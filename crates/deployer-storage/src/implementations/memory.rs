//! In-memory storage with TTL support.

use crate::{StorageError, StorageInterface};
use async_trait::async_trait;
use dashmap::DashMap;
use std::time::{Duration, Instant};

struct Entry {
	value: Vec<u8>,
	expires_at: Option<Instant>,
}

impl Entry {
	fn is_expired(&self) -> bool {
		self.expires_at.is_some_and(|at| Instant::now() >= at)
	}
}

#[derive(Default)]
pub struct MemoryStorage {
	entries: DashMap<String, Entry>,
}

impl MemoryStorage {
	pub fn new() -> Self {
		Self::default()
	}
}

#[async_trait]
impl StorageInterface for MemoryStorage {
	async fn get_bytes(&self, key: &str) -> Result<Vec<u8>, StorageError> {
		let expired = match self.entries.get(key) {
			Some(entry) if !entry.is_expired() => return Ok(entry.value.clone()),
			Some(_) => true,
			None => false,
		};
		if expired {
			self.entries.remove(key);
		}
		Err(StorageError::NotFound)
	}

	async fn set_bytes(
		&self,
		key: &str,
		value: Vec<u8>,
		ttl: Option<Duration>,
	) -> Result<(), StorageError> {
		let expires_at = ttl.map(|ttl| Instant::now() + ttl);
		self.entries
			.insert(key.to_string(), Entry { value, expires_at });
		Ok(())
	}

	async fn delete(&self, key: &str) -> Result<(), StorageError> {
		self.entries.remove(key);
		Ok(())
	}

	async fn exists(&self, key: &str) -> Result<bool, StorageError> {
		Ok(self
			.entries
			.get(key)
			.is_some_and(|entry| !entry.is_expired()))
	}
}

#[cfg(test)]
mod tests {
	use super::*;

	#[tokio::test]
	async fn test_ttl_expiry() {
		let storage = MemoryStorage::new();
		storage
			.set_bytes("a", vec![1], Some(Duration::from_millis(20)))
			.await
			.unwrap();
		storage.set_bytes("b", vec![2], None).await.unwrap();

		assert!(storage.exists("a").await.unwrap());
		tokio::time::sleep(Duration::from_millis(40)).await;

		assert!(!storage.exists("a").await.unwrap());
		assert!(matches!(storage.get_bytes("a").await, Err(StorageError::NotFound)));
		assert_eq!(storage.get_bytes("b").await.unwrap(), vec![2]);
	}
}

☆ ☆ ☆ ☆ ☆ ☆ ☆

◆ Task requirements
Return the lines above precisely as they appear, beginning at the first line and ending at the line with "tokio::time::sleep(Duration::from_millis(40)).await;", and nothing after it.

◆ Task answer
filename crates/deployer-storage/src/implementations/memory.rs
//! In-memory storage with TTL support.

use crate::{StorageError, StorageInterface};
use async_trait::async_trait;
use dashmap::DashMap;
use std::time::{Duration, Instant};

struct Entry {
	value: Vec<u8>,
	expires_at: Option<Instant>,
}

impl Entry {
	fn is_expired(&self) -> bool {
		self.expires_at.is_some_and(|at| Instant::now() >= at)
	}
}

#[derive(Default)]
pub struct MemoryStorage {
	entries: DashMap<String, Entry>,
}

impl MemoryStorage {
	pub fn new() -> Self {
		Self::default()
	}
}

#[async_trait]
impl StorageInterface for MemoryStorage {
	async fn get_bytes(&self, key: &str) -> Result<Vec<u8>, StorageError> {
		let expired = match self.entries.get(key) {
			Some(entry) if !entry.is_expired() => return Ok(entry.value.clone()),
			Some(_) => true,
			None => false,
		};
		if expired {
			self.entries.remove(key);
		}
		Err(StorageError::NotFound)
	}

	async fn set_bytes(
		&self,
		key: &str,
		value: Vec<u8>,
		ttl: Option<Duration>,
	) -> Result<(), StorageError> {
		let expires_at = ttl.map(|ttl| Instant::now() + ttl);
		self.entries
			.insert(key.to_string(), Entry { value, expires_at });
		Ok(())
	}

	async fn delete(&self, key: &str) -> Result<(), StorageError> {
		self.entries.remove(key);
		Ok(())
	}

	async fn exists(&self, key: &str) -> Result<bool, StorageError> {
		Ok(self
			.entries
			.get(key)
			.is_some_and(|entry| !entry.is_expired()))
	}
}

#[cfg(test)]
mod tests {
	use super::*;

	#[tokio::test]
	async fn test_ttl_expiry() {
		let storage = MemoryStorage::new();
		storage
			.set_bytes("a", vec![1], Some(Duration::from_millis(20)))
			.await
			.unwrap();
		storage.set_bytes("b", vec![2], None).await.unwrap();

		assert!(storage.exists("a").await.unwrap());
		tokio::time::sleep(Duration::from_millis(40)).await;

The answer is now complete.